## [TASK BRIEF]
Every entry should be transcribed word for word, so that nothing is missing.

- - -

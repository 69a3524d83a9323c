//! Integration tests for the file-backed store

use lanekeeper::{
    Coordinator, Document, Error, FileStore, GlobalPartition, QueueConfig, ResourceKey, Store,
    StoreError,
};
use serde_json::json;
use std::fs;
use tempfile::TempDir;

fn store() -> (TempDir, FileStore) {
    let dir = TempDir::new().unwrap();
    let store = FileStore::new(dir.path().join("data")).unwrap();
    (dir, store)
}

#[tokio::test]
async fn test_missing_document_loads_as_empty_object() {
    let (_dir, store) = store();
    let key = ResourceKey::guild("9").unwrap();

    assert!(store.fetch(&key).await.unwrap().is_none());
    assert_eq!(store.load(&key).await.unwrap().as_value(), &json!({}));
    assert!(!store.path_for(&key).exists());
}

#[tokio::test]
async fn test_save_replaces_whole_document() {
    let (_dir, store) = store();
    let key = ResourceKey::user("42").unwrap();

    store
        .save(&key, &Document::new(json!({ "bucks": 5, "items": { "gift": 1 } })))
        .await
        .unwrap();
    store.save(&key, &Document::new(json!({ "bucks": 6 }))).await.unwrap();

    let doc = store.load(&key).await.unwrap();
    assert_eq!(doc.as_value(), &json!({ "bucks": 6 }));

    // No staging files are left next to the document
    let siblings: Vec<_> = fs::read_dir(store.path_for(&key).parent().unwrap())
        .unwrap()
        .map(|entry| entry.unwrap().file_name())
        .collect();
    assert_eq!(siblings, vec!["42.json"]);
}

#[tokio::test]
async fn test_corrupt_document_is_a_codec_error() {
    let (_dir, store) = store();
    let key = ResourceKey::user("1").unwrap();
    let path = store.path_for(&key);
    fs::create_dir_all(path.parent().unwrap()).unwrap();
    fs::write(&path, b"{ not json").unwrap();

    let err = store.fetch(&key).await.unwrap_err();
    assert!(matches!(err, StoreError::Codec { .. }), "got {err:?}");
}

#[tokio::test]
async fn test_list_by_prefix_and_remove() {
    let (_dir, store) = store();
    let gift = ResourceKey::market("gift").unwrap();
    let bomb = ResourceKey::market("bomb").unwrap();
    let bans = ResourceKey::global(GlobalPartition::BannedUsers);
    let user = ResourceKey::user("1").unwrap();
    for key in [&gift, &bomb, &bans, &user] {
        store.save(key, &Document::default()).await.unwrap();
    }
    // Leftovers from an interrupted save are ignored
    fs::write(store.root().join("global").join(".tmpXYZ"), b"partial").unwrap();

    assert_eq!(
        store.list(&["global", "market"]).await.unwrap(),
        vec![bomb.clone(), gift.clone()]
    );
    assert_eq!(
        store.list(&["global"]).await.unwrap(),
        vec![bans.clone(), bomb.clone(), gift.clone()]
    );
    assert_eq!(store.list(&["global", "bans"]).await.unwrap(), vec![bans]);
    assert!(store.list(&["guild"]).await.unwrap().is_empty());

    store.remove(&gift).await.unwrap();
    store.remove(&gift).await.unwrap();
    assert_eq!(store.list(&["global", "market"]).await.unwrap(), vec![bomb]);
}

#[tokio::test]
async fn test_coordinated_commit_lands_on_disk() {
    let (dir, store) = store();
    let coord = Coordinator::new(store, QueueConfig::default());
    let a = ResourceKey::user("a").unwrap();
    let b = ResourceKey::user("b").unwrap();

    coord
        .run([a.clone(), b.clone()], |txn| async move {
            let a = ResourceKey::user("a").unwrap();
            let b = ResourceKey::user("b").unwrap();
            txn.stage(&a, Document::new(json!({ "bucks": 1 })))?;
            txn.stage(&b, Document::new(json!({ "bucks": 2 })))?;
            Ok::<_, Error>(())
        })
        .await
        .unwrap();

    // A fresh store over the same directory sees the commit
    let reopened = FileStore::new(dir.path().join("data")).unwrap();
    assert_eq!(reopened.load(&a).await.unwrap().as_value(), &json!({ "bucks": 1 }));
    assert_eq!(reopened.load(&b).await.unwrap().as_value(), &json!({ "bucks": 2 }));
}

- - -

## [SOLVED PROBLEM]
repository 69a3524d83a9323c
//! Integration tests for the file-backed store

use lanekeeper::{
    Coordinator, Document, Error, FileStore, GlobalPartition, QueueConfig, ResourceKey, Store,
    StoreError,
};
use serde_json::json;
use std::fs;
use tempfile::TempDir;

fn store() -> (TempDir, FileStore) {
    let dir = TempDir::new().unwrap();
    let store = FileStore::new(dir.path().join("data")).unwrap();
    (dir, store)
}

#[tokio::test]
async fn test_missing_document_loads_as_empty_object() {
    let (_dir, store) = store();
    let key = ResourceKey::guild("9").unwrap();

    assert!(store.fetch(&key).await.unwrap().is_none());
    assert_eq!(store.load(&key).await.unwrap().as_value(), &json!({}));
    assert!(!store.path_for(&key).exists());
}

#[tokio::test]
async fn test_save_replaces_whole_document() {
    let (_dir, store) = store();
    let key = ResourceKey::user("42").unwrap();

    store
        .save(&key, &Document::new(json!({ "bucks": 5, "items": { "gift": 1 } })))
        .await
        .unwrap();
    store.save(&key, &Document::new(json!({ "bucks": 6 }))).await.unwrap();

    let doc = store.load(&key).await.unwrap();
    assert_eq!(doc.as_value(), &json!({ "bucks": 6 }));

    // No staging files are left next to the document
    let siblings: Vec<_> = fs::read_dir(store.path_for(&key).parent().unwrap())
        .unwrap()
        .map(|entry| entry.unwrap().file_name())
        .collect();
    assert_eq!(siblings, vec!["42.json"]);
}

#[tokio::test]
async fn test_corrupt_document_is_a_codec_error() {
    let (_dir, store) = store();
    let key = ResourceKey::user("1").unwrap();
    let path = store.path_for(&key);
    fs::create_dir_all(path.parent().unwrap()).unwrap();
    fs::write(&path, b"{ not json").unwrap();

    let err = store.fetch(&key).await.unwrap_err();
    assert!(matches!(err, StoreError::Codec { .. }), "got {err:?}");
}

#[tokio::test]
async fn test_list_by_prefix_and_remove() {
    let (_dir, store) = store();
    let gift = ResourceKey::market("gift").unwrap();
    let bomb = ResourceKey::market("bomb").unwrap();
    let bans = ResourceKey::global(GlobalPartition::BannedUsers);
    let user = ResourceKey::user("1").unwrap();
    for key in [&gift, &bomb, &bans, &user] {
        store.save(key, &Document::default()).await.unwrap();
    }
    // Leftovers from an interrupted save are ignored
    fs::write(store.root().join("global").join(".tmpXYZ"), b"partial").unwrap();

    assert_eq!(
        store.list(&["global", "market"]).await.unwrap(),
        vec![bomb.clone(), gift.clone()]
    );
    assert_eq!(
        store.list(&["global"]).await.unwrap(),
        vec![bans.clone(), bomb.clone(), gift.clone()]
    );
    assert_eq!(store.list(&["global", "bans"]).await.unwrap(), vec![bans]);
    assert!(store.list(&["guild"]).await.unwrap().is_empty());

    store.remove(&gift).await.unwrap();
    store.remove(&gift).await.unwrap();
    assert_eq!(store.list(&["global", "market"]).await.unwrap(), vec![bomb]);
}

#[tokio::test]
async fn test_coordinated_commit_lands_on_disk() {
    let (dir, store) = store();
    let coord = Coordinator::new(store, QueueConfig::default());
    let a = ResourceKey::user("a").unwrap();
    let b = ResourceKey::user("b").unwrap();

    coord
        .run([a.clone(), b.clone()], |txn| async move {
            let a = ResourceKey::user("a").unwrap();
            let b = ResourceKey::user("b").unwrap();
            txn.stage(&a, Document::new(json!({ "bucks": 1 })))?;
            txn.stage(&b, Document::new(json!({ "bucks": 2 })))?;
            Ok::<_, Error>(())
        })
        .await
        .unwrap();

    // A fresh store over the same directory sees the commit
    let reopened = FileStore::new(dir.path().join("data")).unwrap();
    assert_eq!(reopened.load(&a).await.unwrap().as_value(), &json!({ "bucks": 1 }));
    assert_eq!(reopened.load(&b).await.unwrap().as_value(), &json!({ "bucks": 2 }));
}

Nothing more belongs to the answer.